Amnesty International has called attention to the dangers facing those seeking to protect the earth, water, and communities, calling Latin America the most dangerous location for land defenders. The Environmental Defence Fund has reported that over 1700 defenders have been killed with less than 10% of those responsible brought to justice. The Extinction Rebellion (XR) has worked to bring attention to the situation of land defenders and have honoured those who have been killed and the work of land defenders has been linked to climate justice initiatives such as Climate Strike Canada.

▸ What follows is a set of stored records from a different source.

//! Authorization evaluator.
//!
//! Both enforcement paths are fed by one clause builder: `view_clauses`
//! produces the disjunction used verbatim by the bulk filter and re-evaluated
//! row-by-row for single-object checks, so the two paths read the same
//! materialized mapping rows and cannot drift.

use crate::prelude::*;
use vantage_types::meta_adapter::{ContentFilter, FollowScope, GrantClause, ViewClause};
use vantage_types::permissions::{Permission, PermissionGrant};
use vantage_types::roles::Role;
use vantage_types::types::{Account, AccountType, Content};

/// The viewer's position in the social graph, loaded once per evaluation
#[derive(Clone, Debug)]
pub(crate) struct Relationships {
	pub viewer: AccountId,
	pub network: Vec<AccountId>,
	pub communities: Vec<AccountId>,
	/// Communities the viewer manages. Manager membership semantics are an
	/// unresolved product question; this stays empty so the manager clause
	/// matches nothing.
	pub managed_communities: Vec<AccountId>,
}

pub(crate) async fn load_relationships(app: &App, viewer: AccountId) -> VnResult<Relationships> {
	Ok(Relationships {
		viewer,
		network: app.meta_adapter.network_of(viewer).await?,
		communities: app.meta_adapter.communities_of(viewer).await?,
		managed_communities: Vec::new(),
	})
}

/// The five-clause visibility disjunction for an authenticated viewer.
///
/// Each grant clause pairs an object-level grant of `object_permission` with
/// a publisher-level `can_view` grant at a matching-or-weaker role.
pub(crate) fn view_clauses(rel: &Relationships, object_permission: Permission) -> Vec<ViewClause> {
	vec![
		// Public stuff, ie. stuff I can view if I can view the publisher
		ViewClause::Grant(GrantClause {
			publisher_in: None,
			object_permission,
			object_roles: Role::ContentPublic.implied(),
			publisher_permission: Permission::CanView,
			publisher_roles: Role::Authenticated.implied(),
		}),
		// Stuff from the people in my network
		ViewClause::Grant(GrantClause {
			publisher_in: Some(rel.network.clone()),
			object_permission,
			object_roles: Role::ContentNetwork.implied(),
			publisher_permission: Permission::CanView,
			publisher_roles: Role::AccountNetwork.implied(),
		}),
		// Stuff from the communities I'm in
		ViewClause::Grant(GrantClause {
			publisher_in: Some(rel.communities.clone()),
			object_permission,
			object_roles: Role::ContentCommunityMember.implied(),
			publisher_permission: Permission::CanView,
			publisher_roles: Role::CommunityMember.implied(),
		}),
		// Stuff from the communities I manage
		ViewClause::Grant(GrantClause {
			publisher_in: Some(rel.managed_communities.clone()),
			object_permission,
			object_roles: Role::ContentCommunityManager.implied(),
			publisher_permission: Permission::CanView,
			publisher_roles: Role::CommunityManager.implied(),
		}),
		// And, of course, what I wrote
		ViewClause::AuthoredBy(rel.viewer),
	]
}

/// The single clause an anonymous viewer gets once the internet gate is open
fn anonymous_clause(object_permission: Permission) -> ViewClause {
	ViewClause::Grant(GrantClause {
		publisher_in: None,
		object_permission,
		object_roles: Role::ContentPublic.implied(),
		publisher_permission: Permission::CanView,
		publisher_roles: vec![Role::Anonymous],
	})
}

/// Anonymous-mode gate: anonymous queries are only served when the global
/// community is in internet mode. Checked before any clause evaluation so a
/// mis-seeded deployment exposes nothing.
pub async fn anonymous_gate(app: &App) -> VnResult<bool> {
	let globals = app.meta_adapter.list_accounts_of_type(AccountType::GlobalCommunity).await?;
	Ok(globals.iter().any(|account| account.permissions.as_ref() == "internet"))
}

/// Confirm the single-SystemAccount invariant holds in storage before
/// honoring a system bypass.
pub async fn verify_system_invariant(app: &App) -> VnResult<()> {
	let count = app.meta_adapter.count_accounts_of_type(AccountType::System).await?;
	if count != 1 {
		return Err(Error::Config(
			format!("expected exactly one system account, found {}", count).into(),
		));
	}
	Ok(())
}

/// Compile the bulk visibility predicate for `viewer`.
///
/// The returned filter does not deduplicate results; callers that need
/// uniqueness must set `distinct` on it explicitly.
pub async fn view_filter(app: &App, viewer: &ViewerCtx) -> VnResult<ContentFilter> {
	match viewer.get() {
		None => {
			if !anonymous_gate(app).await? {
				return Ok(ContentFilter::none());
			}
			Ok(ContentFilter {
				clauses: vec![anonymous_clause(Permission::CanView)],
				..ContentFilter::default()
			})
		}
		Some(account) if account.typ == AccountType::System => {
			verify_system_invariant(app).await?;
			Ok(ContentFilter::all())
		}
		Some(account) => {
			let rel = load_relationships(app, account.account_id).await?;
			Ok(ContentFilter {
				clauses: view_clauses(&rel, Permission::CanView),
				..ContentFilter::default()
			})
		}
	}
}

/// Everything `viewer` is authorized to read
pub async fn viewable_by(app: &App, viewer: &ViewerCtx) -> VnResult<Vec<Content>> {
	let filter = view_filter(app, viewer).await?;
	app.meta_adapter.list_content(&filter).await
}

/// Viewable content restricted to publishers the viewer follows, the viewer's
/// own wall, and the viewer's own writing
pub async fn followed_by(app: &App, viewer: &ViewerCtx) -> VnResult<Vec<Content>> {
	let Some(account) = viewer.get() else {
		// anonymous viewers follow nothing
		return Ok(Vec::new());
	};
	let mut filter = view_filter(app, viewer).await?;
	let mut publisher_in = app.meta_adapter.followed_of(account.account_id).await?;
	publisher_in.push(account.account_id);
	filter.scope = Some(FollowScope { publisher_in, author: account.account_id });
	app.meta_adapter.list_content(&filter).await
}

/// Single-object permission check.
///
/// Content checks are two-hop: the object's own mapping must grant
/// `permission`, and the publisher's mapping must grant `can_view`, at roles
/// the viewer's relationship to the publisher reaches.
pub async fn has_permission(
	app: &App,
	viewer: &ViewerCtx,
	permission: Permission,
	content: &Content,
) -> VnResult<bool> {
	match viewer.get() {
		Some(account) if account.typ == AccountType::System => {
			verify_system_invariant(app).await?;
			Ok(true)
		}
		None => {
			if !anonymous_gate(app).await? {
				return Ok(false);
			}
			let object_rows =
				app.meta_adapter.content_permission_detail(content.content_id).await?;
			let publisher_rows =
				app.meta_adapter.account_permission_detail(content.publisher).await?;
			Ok(clause_matches(
				&anonymous_clause(permission),
				content,
				&object_rows,
				&publisher_rows,
			))
		}
		Some(account) => {
			if content.author == account.account_id {
				return Ok(true);
			}
			let rel = load_relationships(app, account.account_id).await?;
			let object_rows =
				app.meta_adapter.content_permission_detail(content.content_id).await?;
			let publisher_rows =
				app.meta_adapter.account_permission_detail(content.publisher).await?;
			let allowed = view_clauses(&rel, permission)
				.iter()
				.any(|clause| clause_matches(clause, content, &object_rows, &publisher_rows));
			if !allowed {
				debug!(
					viewer = %account.account_id,
					permission = %permission,
					content = %content.content_id,
					publisher = %content.publisher,
					"permission check failed"
				);
			}
			Ok(allowed)
		}
	}
}

/// Account-side permission check (`can_publish`, `can_join`, account
/// `can_view`). The owner and the system account always pass.
pub async fn has_account_permission(
	app: &App,
	viewer: &ViewerCtx,
	permission: Permission,
	target: &Account,
) -> VnResult<bool> {
	match viewer.get() {
		Some(account) if account.typ == AccountType::System => {
			verify_system_invariant(app).await?;
			Ok(true)
		}
		None => {
			if !anonymous_gate(app).await? {
				return Ok(false);
			}
			let rows = app.meta_adapter.account_permission_detail(target.account_id).await?;
			Ok(rows
				.iter()
				.any(|row| row.permission == permission && row.role == Role::Anonymous))
		}
		Some(account) => {
			if account.account_id == target.account_id {
				return Ok(true);
			}
			let mut held = vec![Role::Authenticated];
			let network = app.meta_adapter.network_of(account.account_id).await?;
			if network.contains(&target.account_id) {
				held.push(Role::AccountNetwork);
			}
			if target.typ.is_community()
				&& app.meta_adapter.is_member(target.account_id, account.account_id).await?
			{
				held.push(Role::CommunityMember);
			}
			let rows = app.meta_adapter.account_permission_detail(target.account_id).await?;
			Ok(rows.iter().any(|row| {
				row.permission == permission
					&& held.iter().any(|h| h.implied().contains(&row.role))
			}))
		}
	}
}

/// Evaluate one clause of the disjunction against a single content row and
/// its materialized mapping rows, with the same semantics the adapter
/// executes in SQL for the bulk path.
fn clause_matches(
	clause: &ViewClause,
	content: &Content,
	object_rows: &[PermissionGrant],
	publisher_rows: &[PermissionGrant],
) -> bool {
	match clause {
		ViewClause::AuthoredBy(author) => content.author == *author,
		ViewClause::Grant(grant) => {
			if let Some(publishers) = &grant.publisher_in {
				if !publishers.contains(&content.publisher) {
					return false;
				}
			}
			let object_ok = object_rows.iter().any(|row| {
				row.permission == grant.object_permission
					&& grant.object_roles.contains(&row.role)
			});
			let publisher_ok = publisher_rows.iter().any(|row| {
				row.permission == grant.publisher_permission
					&& grant.publisher_roles.contains(&row.role)
			});
			object_ok && publisher_ok
		}
	}
}

#[cfg(test)]
mod tests {
	use super::*;
	use vantage_types::types::{now, ContentBody, ContentKind};

	fn relationships() -> Relationships {
		Relationships {
			viewer: AccountId(1),
			network: vec![AccountId(2)],
			communities: vec![AccountId(10)],
			managed_communities: Vec::new(),
		}
	}

	fn content(author: i64, publisher: i64) -> Content {
		Content {
			content_id: ContentId(100),
			kind: ContentKind::StatusUpdate,
			body: ContentBody::StatusUpdate { text: "Hello, World!".into() },
			author: AccountId(author),
			publisher: AccountId(publisher),
			permissions: "network".into(),
			translation_of: None,
			attachments: None,
			created_at: now(),
		}
	}

	fn grant(permission: Permission, role: Role) -> PermissionGrant {
		PermissionGrant { permission, role }
	}

	#[test]
	fn test_clause_builder_shape() {
		let clauses = view_clauses(&relationships(), Permission::CanView);
		assert_eq!(clauses.len(), 5);
		assert_eq!(clauses[4], ViewClause::AuthoredBy(AccountId(1)));
		// the public clause is unrestricted by publisher
		match &clauses[0] {
			ViewClause::Grant(g) => assert!(g.publisher_in.is_none()),
			ViewClause::AuthoredBy(_) => unreachable!(),
		}
	}

	#[test]
	fn test_manager_clause_matches_nothing() {
		let clauses = view_clauses(&relationships(), Permission::CanView);
		let ViewClause::Grant(manager) = &clauses[3] else { unreachable!() };
		assert_eq!(manager.publisher_in.as_deref(), Some(&[][..]));
		assert!(!clause_matches(
			&clauses[3],
			&content(2, 2),
			&[grant(Permission::CanView, Role::ContentCommunityManager)],
			&[grant(Permission::CanView, Role::CommunityManager)],
		));
	}

	#[test]
	fn test_network_clause_requires_network_publisher() {
		let clauses = view_clauses(&relationships(), Permission::CanView);
		let object_rows = [grant(Permission::CanView, Role::ContentNetwork)];
		let publisher_rows = [grant(Permission::CanView, Role::AccountNetwork)];
		// publisher 2 is in the network
		assert!(clause_matches(&clauses[1], &content(2, 2), &object_rows, &publisher_rows));
		// publisher 3 is not
		assert!(!clause_matches(&clauses[1], &content(3, 3), &object_rows, &publisher_rows));
	}

	#[test]
	fn test_private_rows_match_no_grant_clause() {
		let clauses = view_clauses(&relationships(), Permission::CanView);
		let object_rows = [grant(Permission::CanView, Role::ContentAuthor)];
		let publisher_rows = [grant(Permission::CanView, Role::Authenticated)];
		for clause in &clauses[..4] {
			assert!(!clause_matches(clause, &content(2, 2), &object_rows, &publisher_rows));
		}
		// but the author clause still matches for the author
		assert!(clause_matches(&clauses[4], &content(1, 1), &object_rows, &publisher_rows));
	}

	#[test]
	fn test_public_clause_accepts_public_rows_only() {
		let clauses = view_clauses(&relationships(), Permission::CanView);
		let publisher_rows = [grant(Permission::CanView, Role::Authenticated)];
		assert!(clause_matches(
			&clauses[0],
			&content(5, 5),
			&[grant(Permission::CanView, Role::ContentPublic)],
			&publisher_rows,
		));
		// network-scoped rows must not leak through the public clause
		assert!(!clause_matches(
			&clauses[0],
			&content(5, 5),
			&[grant(Permission::CanView, Role::ContentNetwork)],
			&publisher_rows,
		));
	}

	#[test]
	fn test_anonymous_clause_requires_anonymous_publisher_grant() {
		let clause = anonymous_clause(Permission::CanView);
		let object_rows = [grant(Permission::CanView, Role::ContentPublic)];
		assert!(clause_matches(
			&clause,
			&content(5, 5),
			&object_rows,
			&[grant(Permission::CanView, Role::Anonymous)],
		));
		// a publisher viewable by authenticated users only stays hidden
		assert!(!clause_matches(
			&clause,
			&content(5, 5),
			&object_rows,
			&[grant(Permission::CanView, Role::Authenticated)],
		));
	}
}

// vim: ts=4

== Notable instances of land defense ==

- Deadly land conflicts in Honduras date back to the early 1990s.
- The Dakota Access Pipeline protests in 2016.
- The occupation of the Atlanta Forest by self-described forest defenders such as Tortuguita, & the broader 'Defend Atlanta Forest' movement to prevent the building of the Atlanta Public Safety Training Center within it. (2022–present)
- 2020 Canadian pipeline and railway protests included both Canadian and Indigenous peoples opposing a pipeline through unceded territory.
- Oka Crisis - Opposition to a golf course construction on Indigenous land.
- Red Hill Valley Parkway opposition in Hamilton, Ontario, Canada. Defenders blocked construction of a highway.

==Land defenders who have been killed==
- Berta Isabel Cáceres Flores (4 March 1971 – 2 March 2016) Honduran environmental activist, indigenous leader
- Paulo Paulino Guajajara, Brazil, killed in 2019 an ambush by illegal loggers the Amazon region.
- Chico Mendes, Brazil, Environmentalist and activist.
- Hernán Bedoya, Afro-Colombian land rights activist.
- Julián Carrillo, indigenous Rarámuri leader, Mexico, killed 24 October 2018.
- Datu Kaylo Bontolan, Manobo tribal chieftain, member of the National Council of Leaders of Katribu, Northern Mindanao, Philippines, killed 7 April 2019.
- Omar Guasiruma, Indigenous leader, Colombia, killed March 2020.
- Ernesto Guasiruma, Indigenous leader, Colombia, killed March 2020.
- Simón Pedro Pérez, Indigenous leader, killed 6 July 2021, Chiapas, Mexico.
- Javiera Rojas, Chilean environmentalist and activist, found dead in November 2021.
- Tortuguita, United States environmental activist killed on 18 January 2023, by a Georgia State Patrol trooper in the Atlanta forest.